▸ MATERIAL FOR THIS TASK:
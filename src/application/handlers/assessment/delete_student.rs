//! DeleteStudent - Command handler for removing a student.
//!
//! Cascades to the student's profile and keeps the class counters in step.

use std::sync::Arc;

use tracing::info;

use crate::domain::foundation::{ClassId, DomainError, ErrorCode, StudentId};
use crate::ports::{ClassStore, ProfileStore, StudentStore};

/// Command to delete a student from a class.
#[derive(Debug, Clone)]
pub struct DeleteStudentCommand {
    pub class_id: ClassId,
    pub student_id: StudentId,
}

/// Handler for student deletion.
pub struct DeleteStudentHandler {
    students: Arc<dyn StudentStore>,
    profiles: Arc<dyn ProfileStore>,
    classes: Arc<dyn ClassStore>,
}

impl DeleteStudentHandler {
    pub fn new(
        students: Arc<dyn StudentStore>,
        profiles: Arc<dyn ProfileStore>,
        classes: Arc<dyn ClassStore>,
    ) -> Self {
        Self {
            students,
            profiles,
            classes,
        }
    }

    pub async fn handle(&self, command: DeleteStudentCommand) -> Result<(), DomainError> {
        let mut class = self
            .classes
            .find_class(&command.class_id)
            .await?
            .ok_or_else(|| DomainError::new(ErrorCode::ClassNotFound, "Class not found"))?;

        let enrolled = self.students.students_by_class(&command.class_id).await?;
        if !enrolled.iter().any(|s| s.id() == command.student_id) {
            return Err(DomainError::new(
                ErrorCode::StudentNotFound,
                "Student not found in class",
            )
            .with_detail("student_id", command.student_id.to_string()));
        }

        let had_profile = self.profiles.delete_by_student(&command.student_id).await?;
        self.students.delete_student(&command.student_id).await?;

        class.remove_student(had_profile);
        self.classes.save_class(&class).await?;

        info!(
            student_id = %command.student_id,
            class_id = %command.class_id,
            had_profile,
            "student deleted"
        );

        Ok(())
    }
}
//! Complementary-trait pairing tables.
//!
//! Fixed tables scoring how well two profiles complete each other:
//! opposite DISC traits, opposite Jungian axis letters, and complementary
//! VARK channels. Used by the mixed-team criterion to rank shuffles.

use crate::domain::assessment::{DiscTrait, JungianType, VarkStyle};

/// Points for a DISC opposite-trait pairing.
pub const DISC_PAIR_POINTS: i32 = 2;

/// Points per opposing Jungian axis.
pub const JUNGIAN_AXIS_POINTS: i32 = 1;

/// Points for a complementary VARK pairing.
pub const VARK_PAIR_POINTS: i32 = 1;

/// DISC traits considered opposites: task-driven with people-driven,
/// outgoing with reserved.
pub const DISC_OPPOSITES: [(DiscTrait, DiscTrait); 2] = [
    (DiscTrait::Dominance, DiscTrait::Steadiness),
    (DiscTrait::Influence, DiscTrait::Conscientiousness),
];

/// VARK styles that cover each other's gaps.
pub const VARK_COMPLEMENTS: [(VarkStyle, VarkStyle); 2] = [
    (VarkStyle::Visual, VarkStyle::Auditory),
    (VarkStyle::ReadingWriting, VarkStyle::Kinesthetic),
];

/// True when the two DISC traits form an opposite pair, in either order.
pub fn disc_opposed(a: DiscTrait, b: DiscTrait) -> bool {
    DISC_OPPOSITES
        .iter()
        .any(|(x, y)| (*x == a && *y == b) || (*x == b && *y == a))
}

/// True when the two VARK styles complement each other.
///
/// Multimodal complements every single style, since it bridges channels.
pub fn vark_complementary(a: VarkStyle, b: VarkStyle) -> bool {
    if a == VarkStyle::Multimodal || b == VarkStyle::Multimodal {
        return a != b;
    }
    VARK_COMPLEMENTS
        .iter()
        .any(|(x, y)| (*x == a && *y == b) || (*x == b && *y == a))
}

/// Complementary score for one pair of profiles.
///
/// Sum of the three tables: DISC opposite pairing, count of opposing
/// Jungian axes, VARK complement pairing. Higher means the pair covers
/// more ground together.
pub fn pair_score(
    disc_a: DiscTrait,
    disc_b: DiscTrait,
    jungian_a: &JungianType,
    jungian_b: &JungianType,
    vark_a: VarkStyle,
    vark_b: VarkStyle,
) -> i32 {
    let mut score = 0;
    if disc_opposed(disc_a, disc_b) {
        score += DISC_PAIR_POINTS;
    }
    score += jungian_a.opposing_axes(jungian_b) as i32 * JUNGIAN_AXIS_POINTS;
    if vark_complementary(vark_a, vark_b) {
        score += VARK_PAIR_POINTS;
    }
    score
}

▸ WHAT IS REQUIRED:
Exact repetition is required: return every record shown above.

▸ RESULT FOR THIS TASK:
filename src/application/handlers/assessment/delete_student.rs
//! DeleteStudent - Command handler for removing a student.
//!
//! Cascades to the student's profile and keeps the class counters in step.

use std::sync::Arc;

use tracing::info;

use crate::domain::foundation::{ClassId, DomainError, ErrorCode, StudentId};
use crate::ports::{ClassStore, ProfileStore, StudentStore};

/// Command to delete a student from a class.
#[derive(Debug, Clone)]
pub struct DeleteStudentCommand {
    pub class_id: ClassId,
    pub student_id: StudentId,
}

/// Handler for student deletion.
pub struct DeleteStudentHandler {
    students: Arc<dyn StudentStore>,
    profiles: Arc<dyn ProfileStore>,
    classes: Arc<dyn ClassStore>,
}

impl DeleteStudentHandler {
    pub fn new(
        students: Arc<dyn StudentStore>,
        profiles: Arc<dyn ProfileStore>,
        classes: Arc<dyn ClassStore>,
    ) -> Self {
        Self {
            students,
            profiles,
            classes,
        }
    }

    pub async fn handle(&self, command: DeleteStudentCommand) -> Result<(), DomainError> {
        let mut class = self
            .classes
            .find_class(&command.class_id)
            .await?
            .ok_or_else(|| DomainError::new(ErrorCode::ClassNotFound, "Class not found"))?;

        let enrolled = self.students.students_by_class(&command.class_id).await?;
        if !enrolled.iter().any(|s| s.id() == command.student_id) {
            return Err(DomainError::new(
                ErrorCode::StudentNotFound,
                "Student not found in class",
            )
            .with_detail("student_id", command.student_id.to_string()));
        }

        let had_profile = self.profiles.delete_by_student(&command.student_id).await?;
        self.students.delete_student(&command.student_id).await?;

        class.remove_student(had_profile);
        self.classes.save_class(&class).await?;

        info!(
            student_id = %command.student_id,
            class_id = %command.class_id,
            had_profile,
            "student deleted"
        );

        Ok(())
    }
}
//! Complementary-trait pairing tables.
//!
//! Fixed tables scoring how well two profiles complete each other:
//! opposite DISC traits, opposite Jungian axis letters, and complementary
//! VARK channels. Used by the mixed-team criterion to rank shuffles.

use crate::domain::assessment::{DiscTrait, JungianType, VarkStyle};

/// Points for a DISC opposite-trait pairing.
pub const DISC_PAIR_POINTS: i32 = 2;

/// Points per opposing Jungian axis.
pub const JUNGIAN_AXIS_POINTS: i32 = 1;

/// Points for a complementary VARK pairing.
pub const VARK_PAIR_POINTS: i32 = 1;

/// DISC traits considered opposites: task-driven with people-driven,
/// outgoing with reserved.
pub const DISC_OPPOSITES: [(DiscTrait, DiscTrait); 2] = [
    (DiscTrait::Dominance, DiscTrait::Steadiness),
    (DiscTrait::Influence, DiscTrait::Conscientiousness),
];

/// VARK styles that cover each other's gaps.
pub const VARK_COMPLEMENTS: [(VarkStyle, VarkStyle); 2] = [
    (VarkStyle::Visual, VarkStyle::Auditory),
    (VarkStyle::ReadingWriting, VarkStyle::Kinesthetic),
];

/// True when the two DISC traits form an opposite pair, in either order.
pub fn disc_opposed(a: DiscTrait, b: DiscTrait) -> bool {
    DISC_OPPOSITES
        .iter()
        .any(|(x, y)| (*x == a && *y == b) || (*x == b && *y == a))
}

/// True when the two VARK styles complement each other.
///
/// Multimodal complements every single style, since it bridges channels.
pub fn vark_complementary(a: VarkStyle, b: VarkStyle) -> bool {
    if a == VarkStyle::Multimodal || b == VarkStyle::Multimodal {
        return a != b;
    }
    VARK_COMPLEMENTS
        .iter()
        .any(|(x, y)| (*x == a && *y == b) || (*x == b && *y == a))
}

/// Complementary score for one pair of profiles.
///
/// Sum of the three tables: DISC opposite pairing, count of opposing
/// Jungian axes, VARK complement pairing. Higher means the pair covers
/// more ground together.
pub fn pair_score(
    disc_a: DiscTrait,
    disc_b: DiscTrait,
    jungian_a: &JungianType,
    jungian_b: &JungianType,
    vark_a: VarkStyle,
    vark_b: VarkStyle,
) -> i32 {
    let mut score = 0;
    if disc_opposed(disc_a, disc_b) {
        score += DISC_PAIR_POINTS;
    }
    score += jungian_a.opposing_axes(jungian_b) as i32 * JUNGIAN_AXIS_POINTS;
    if vark_complementary(vark_a, vark_b) {
        score += VARK_PAIR_POINTS;
    }
    score
}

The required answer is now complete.